A world with fewer bright lines will increase ambiguity and create a gradient of certainty instead of a hard-lined, yes or no rule. After all, how big of a difference is there between a p-value of .049 and .051?

What does a post-p-value world mean for public policy researchers?

Like other policy researchers, Morrison Institute has made nuanced discussion of policy issues a priority for decades. Policy researchers have long been aware that complex problems are rarely amenable to simple yes/no judgments. We’re comfortable exploring the subtleties of data and clearly describing our findings not only with raw numbers, but also with incisive writing and informative graphics.

Without a heavy reliance on p-values, deciphering statistical findings will require more attention to the details and nuances of data. To explain these subtleties, effective data communications will continue to be important in public policy research. We will need to have longer conversations with stakeholders regarding the meaning of research results. There will also be an increased reliance on data visualizations.

Data visualizations can show more nuance than a text table of results. By visualizing results, research consumers can see how similar or dissimilar the outcomes are in an evaluation between research participants and non-participants. Visualizations can also show, in picture form, multiple metrics about a research outcome in one snapshot.

As a policy community, we will have to pivot towards a new common language to convey when research results are relevant.

What will this mean for policy reporting?

Although public policy research employs sophisticated statistical techniques at times, it more often uses descriptive statistics.

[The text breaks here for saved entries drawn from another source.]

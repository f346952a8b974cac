use serde::{Deserialize, Serialize};

/// Background treatment for pixel-mode glyphs
#[derive(Debug, Clone, Copy, PartialEq, Eq, Default, Serialize, Deserialize)]
#[serde(rename_all = "snake_case")]
pub enum OutlineMode {
    /// Only fill cells are drawn
    #[default]
    None,
    /// Fill cells plus a border of outline cells in the inverse color
    Outline,
    /// Every cell of the glyph grid is drawn, giving a solid background
    SolidBackground,
}

/// Which glyph pipeline draws the text
#[derive(Debug, Clone, Copy, PartialEq, Eq, Default, Serialize, Deserialize)]
#[serde(rename_all = "snake_case")]
pub enum RenderMode {
    /// Filled pixel-block glyphs from the bitmap table
    #[default]
    Pixel,
    /// Vector line-stroke glyphs from the stroke table
    Line,
}
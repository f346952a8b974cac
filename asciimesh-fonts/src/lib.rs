//! Glyph tables for the asciimesh text geometry generator.
//!
//! This crate provides:
//! - The pixel-mode [`BitmapTable`]: a 7×9 cell grid per printable ASCII character
//! - The line-mode [`StrokeTable`]: ordered stroke endpoints per character
//! - Loaders that read both from their plain-text resource formats
//! - Embedded default resources for both tables
//! - The shared character → glyph index mapping used by both pipelines
//!
//! Tables are immutable once loaded and contain only plain data, so they can be
//! shared freely between threads (e.g. behind an `Arc`).

pub mod bitmap_table;
pub mod error;
pub mod glyph_index;
pub mod loader;
pub mod stroke_table;

// Re-export main types for convenience
pub use bitmap_table::{BitmapTable, CELLS_PER_GLYPH, CellValue, GLYPH_COLUMNS, GLYPH_ROWS};
pub use error::FontTableLoadError;
pub use glyph_index::{FIRST_PRINTABLE, GLYPH_COUNT, LAST_PRINTABLE, glyph_index};
pub use loader::{load_line_table, load_pixel_table};
pub use stroke_table::{StrokePoint, StrokeTable};
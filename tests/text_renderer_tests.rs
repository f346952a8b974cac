use asciimesh::TextRenderer;
use asciimesh::config::{Config, OutlineMode, RenderMode};
use asciimesh::fonts::{CELLS_PER_GLYPH, FontTableLoadError};
use asciimesh::render::{BLACK, GlyphError, WHITE};

#[test]
fn test_default_config_uses_embedded_fonts() {
    let renderer = TextRenderer::from_config(Config::default()).unwrap();
    assert!(renderer.context().pixel_table().is_some());
    assert!(renderer.context().line_table().is_some());
    assert!(renderer.buffers().is_empty());
}

#[test]
fn test_draw_pixel_text_with_config_style() {
    let config = Config::new()
        .with_scale(1)
        .with_outline(OutlineMode::SolidBackground)
        .with_offset(4.0, 8.0);
    let mut renderer = TextRenderer::from_config(config).unwrap();

    let summary = renderer.draw("Hi").unwrap();
    assert_eq!(summary.glyphs, 2);
    assert_eq!(summary.vertices, 2 * CELLS_PER_GLYPH);
    assert_eq!(renderer.buffers().vertex_count(), 2 * CELLS_PER_GLYPH);
    assert_eq!(renderer.buffers().position(0), Some([4.0, 8.0]));
}

#[test]
fn test_invert_polarity() {
    let config = Config::new()
        .with_scale(1)
        .with_outline(OutlineMode::SolidBackground)
        .with_invert(true);
    let mut renderer = TextRenderer::from_config(config).unwrap();
    renderer.draw(" ").unwrap();
    let buffers = renderer.buffers();
    assert!(
        (0..buffers.vertex_count()).all(|i| buffers.color(i) == Some(WHITE)),
        "Inverted background should be white"
    );

    renderer.clear();
    renderer.draw("I").unwrap();
    let buffers = renderer.buffers();
    assert!((0..buffers.vertex_count()).any(|i| buffers.color(i) == Some(BLACK)));
}

#[test]
fn test_line_mode_draws_into_line_buffers() {
    let config = Config::new()
        .with_mode(RenderMode::Line)
        .with_line_outline(true);
    let mut renderer = TextRenderer::from_config(config).unwrap();
    let summary = renderer.draw("A").unwrap();
    assert_eq!(summary.vertices, 5 * 8);
    assert_eq!(renderer.buffers().vertex_count(), 40);
    assert!(renderer.context().pixel_buffers().is_empty());
}

#[test]
fn test_max_chars_from_config() {
    let config = Config::new().with_max_chars(2);
    let mut renderer = TextRenderer::from_config(config).unwrap();
    let summary = renderer.draw("ABCDE").unwrap();
    assert_eq!(summary.glyphs, 2);
    assert!(summary.truncated);
    assert_eq!(renderer.text_width("ABCDE"), 2.0 * 7.0 * 2.0);
}

#[test]
fn test_draw_at_overrides_offset() {
    let config = Config::new().with_scale(1).with_offset(100.0, 100.0);
    let mut renderer = TextRenderer::from_config(config).unwrap();
    renderer.draw_at("!", 0.0, 0.0).unwrap();
    let [x, y] = renderer.buffers().position(0).unwrap();
    assert!(x < 7.0 && y < 9.0);
}

#[test]
fn test_clear_empties_buffers() {
    let mut renderer = TextRenderer::from_config(Config::default()).unwrap();
    renderer.draw("text").unwrap();
    assert!(!renderer.buffers().is_empty());
    renderer.clear();
    assert!(renderer.buffers().is_empty());
}

#[test]
fn test_custom_font_paths() {
    let dir = tempfile::tempdir().unwrap();
    let pixel_path = dir.path().join("pixel.txt");
    let line_path = dir.path().join("line.txt");

    let mut pixel = String::from("# space\n");
    pixel.push_str(&"1111111\n".repeat(9));
    std::fs::write(&pixel_path, pixel).unwrap();
    std::fs::write(&line_path, "# space\n0060\n").unwrap();

    let config = Config::new()
        .with_scale(1)
        .with_pixel_font_path(&pixel_path)
        .with_line_font_path(&line_path);
    let mut renderer = TextRenderer::from_config(config).unwrap();

    assert_eq!(renderer.draw(" ").unwrap().vertices, CELLS_PER_GLYPH);
    let summary = renderer.draw("!").unwrap();
    assert_eq!(summary.skipped, vec!['!'], "Custom font only has a space glyph");
}

#[test]
fn test_missing_font_path_fails() {
    let dir = tempfile::tempdir().unwrap();
    let config = Config::new().with_pixel_font_path(dir.path().join("missing.txt"));
    let err = TextRenderer::from_config(config).err().unwrap();
    assert!(err.to_string().contains("Failed to load pixel font"));
    assert!(matches!(
        err.downcast_ref::<FontTableLoadError>(),
        Some(FontTableLoadError::Io { .. })
    ));
}

#[test]
fn test_invalid_config_rejected() {
    let result = TextRenderer::from_config(Config::new().with_scale(0));
    assert!(result.is_err());
}

#[test]
fn test_config_file_roundtrip_into_renderer() {
    let dir = tempfile::tempdir().unwrap();
    let path = dir.path().join("config.yaml");
    Config::new()
        .with_mode(RenderMode::Line)
        .with_scale(4)
        .save_to(&path)
        .unwrap();

    let renderer = TextRenderer::from_config(Config::load_from(&path).unwrap()).unwrap();
    assert_eq!(renderer.config().mode, RenderMode::Line);
    assert_eq!(renderer.line_style().scale, 4);
}

#[test]
fn test_glyph_error_display() {
    let err = GlyphError::GlyphIndexOutOfRange {
        ch: '\u{7}',
        code: 7,
    };
    assert!(err.to_string().contains("U+0007"));
    let err = GlyphError::TableNotLoaded(RenderMode::Line);
    assert_eq!(err.to_string(), "Line font table not loaded");
}
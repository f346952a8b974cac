//! The glyph emitter seam shared by both pipelines.

use asciimesh_fonts::{BitmapTable, StrokeTable};

use crate::error::GlyphError;
use crate::line_glyph::emit_line_glyph;
use crate::pixel_glyph::emit_pixel_glyph;
use crate::style::{LineStyle, PixelStyle};
use crate::vertex::VertexBuffers;

/// Something that can append the geometry of one glyph to a buffer set.
///
/// The text layout walker drives an emitter one character at a time and
/// advances its cursor by `spacing * scale()` between characters.
pub trait GlyphEmitter {
    /// Size of one glyph grid unit in output units
    fn scale(&self) -> u32;

    /// Append the glyph for `ch` at `(x, y)`, returning the vertex count.
    fn emit_glyph(
        &self,
        ch: char,
        x: f32,
        y: f32,
        buffers: &mut VertexBuffers,
    ) -> Result<usize, GlyphError>;
}

/// Pixel-mode emitter over a bitmap table
#[derive(Debug, Clone, Copy)]
pub struct PixelEmitter<'a> {
    table: &'a BitmapTable,
    style: PixelStyle,
}

impl<'a> PixelEmitter<'a> {
    pub fn new(table: &'a BitmapTable, style: PixelStyle) -> Self {
        Self { table, style }
    }
}

impl GlyphEmitter for PixelEmitter<'_> {
    fn scale(&self) -> u32 {
        self.style.scale
    }

    fn emit_glyph(
        &self,
        ch: char,
        x: f32,
        y: f32,
        buffers: &mut VertexBuffers,
    ) -> Result<usize, GlyphError> {
        emit_pixel_glyph(self.table, ch, x, y, &self.style, buffers)
    }
}

/// Line-mode emitter over a stroke table
#[derive(Debug, Clone, Copy)]
pub struct LineEmitter<'a> {
    table: &'a StrokeTable,
    style: LineStyle,
}

impl<'a> LineEmitter<'a> {
    pub fn new(table: &'a StrokeTable, style: LineStyle) -> Self {
        Self { table, style }
    }
}

impl GlyphEmitter for LineEmitter<'_> {
    fn scale(&self) -> u32 {
        self.style.scale
    }

    // Missing stroke glyphs are a no-op, never an error
    fn emit_glyph(
        &self,
        ch: char,
        x: f32,
        y: f32,
        buffers: &mut VertexBuffers,
    ) -> Result<usize, GlyphError> {
        Ok(emit_line_glyph(self.table, ch, x, y, &self.style, buffers))
    }
}
//! Pixel-mode glyph rasterization.
//!
//! Every drawn cell of the 7×9 glyph grid becomes `scale × scale` vertices,
//! one per sub-pixel, so the consumer can draw the buffers as a point list.

use asciimesh_config::OutlineMode;
use asciimesh_fonts::{BitmapTable, CellValue, GLYPH_COLUMNS, GLYPH_ROWS};

use crate::error::GlyphError;
use crate::style::{PixelStyle, polarity};
use crate::vertex::{Color, VertexBuffers};

/// Append the vertices of one pixel glyph with its top-left corner at
/// `(x_offset, y_offset)`.
///
/// Returns the number of vertices appended. Characters without a complete
/// glyph in `table` fail with [`GlyphError::GlyphIndexOutOfRange`] and leave
/// `buffers` untouched.
pub fn emit_pixel_glyph(
    table: &BitmapTable,
    ch: char,
    x_offset: f32,
    y_offset: f32,
    style: &PixelStyle,
    buffers: &mut VertexBuffers,
) -> Result<usize, GlyphError> {
    let cells = table.glyph(ch).ok_or(GlyphError::GlyphIndexOutOfRange {
        ch,
        code: ch as u32,
    })?;

    let (foreground, background) = polarity(style.invert);
    let scale = style.scale as usize;
    let start = buffers.vertex_count();

    for row in 0..GLYPH_ROWS {
        for col in 0..GLYPH_COLUMNS {
            let value = CellValue::from_raw(cells[col + GLYPH_COLUMNS * row]);
            let Some(color) = cell_color(value, style.outline, foreground, background) else {
                continue;
            };

            let cell_x = x_offset + (scale * col) as f32;
            let cell_y = y_offset + (scale * row) as f32;
            for k in 0..scale {
                for l in 0..scale {
                    buffers.push(cell_x + l as f32, cell_y + k as f32, color);
                }
            }
        }
    }

    Ok(buffers.vertex_count() - start)
}

/// Color of a cell under an outline mode, or `None` when the cell is not drawn.
///
/// Fill cells always take the foreground color. Outline cells take the
/// background color and are only drawn by `Outline` and `SolidBackground`;
/// background cells are only drawn by `SolidBackground`.
fn cell_color(
    value: CellValue,
    mode: OutlineMode,
    foreground: Color,
    background: Color,
) -> Option<Color> {
    match (mode, value) {
        (_, CellValue::Fill) => Some(foreground),
        (OutlineMode::None, _) => None,
        (OutlineMode::Outline, CellValue::Outline) => Some(background),
        (OutlineMode::Outline, CellValue::Background) => None,
        (OutlineMode::SolidBackground, _) => Some(background),
    }
}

These descriptive techniques provide informative policy options without the use of p-values.

At Morrison Institute, while our researchers all have considerable skills with statistics, we don’t typically report p-values in our reports. When we do conduct statistical techniques on data, we report multiple statistical measures, not just the p-value. We discuss sample size along with parameter size, strength, and direction. Policy researchers are trained to think about all of these statistical signals and digest them for our audience. We are committed to straightforward, transparent analysis, talking about how we arrived at our conclusions rather than refer to a statistical black box that magically reports results.

Policy researchers are typically providing policy options that are grounded in strength and notability, without solely relying on frequentist statistical techniques and the bright line of a p-value.

What will the field do without a bright line?

Policy researchers are inherently interested in social science nuance.  We are accustomed to thinking about context around statistical results, and not just the results themselves.
Regardless of how slowly or quickly a statistical culture shift occurs, we’ll continue to fully consider multiple statistical signals when reporting research findings and potential policy options.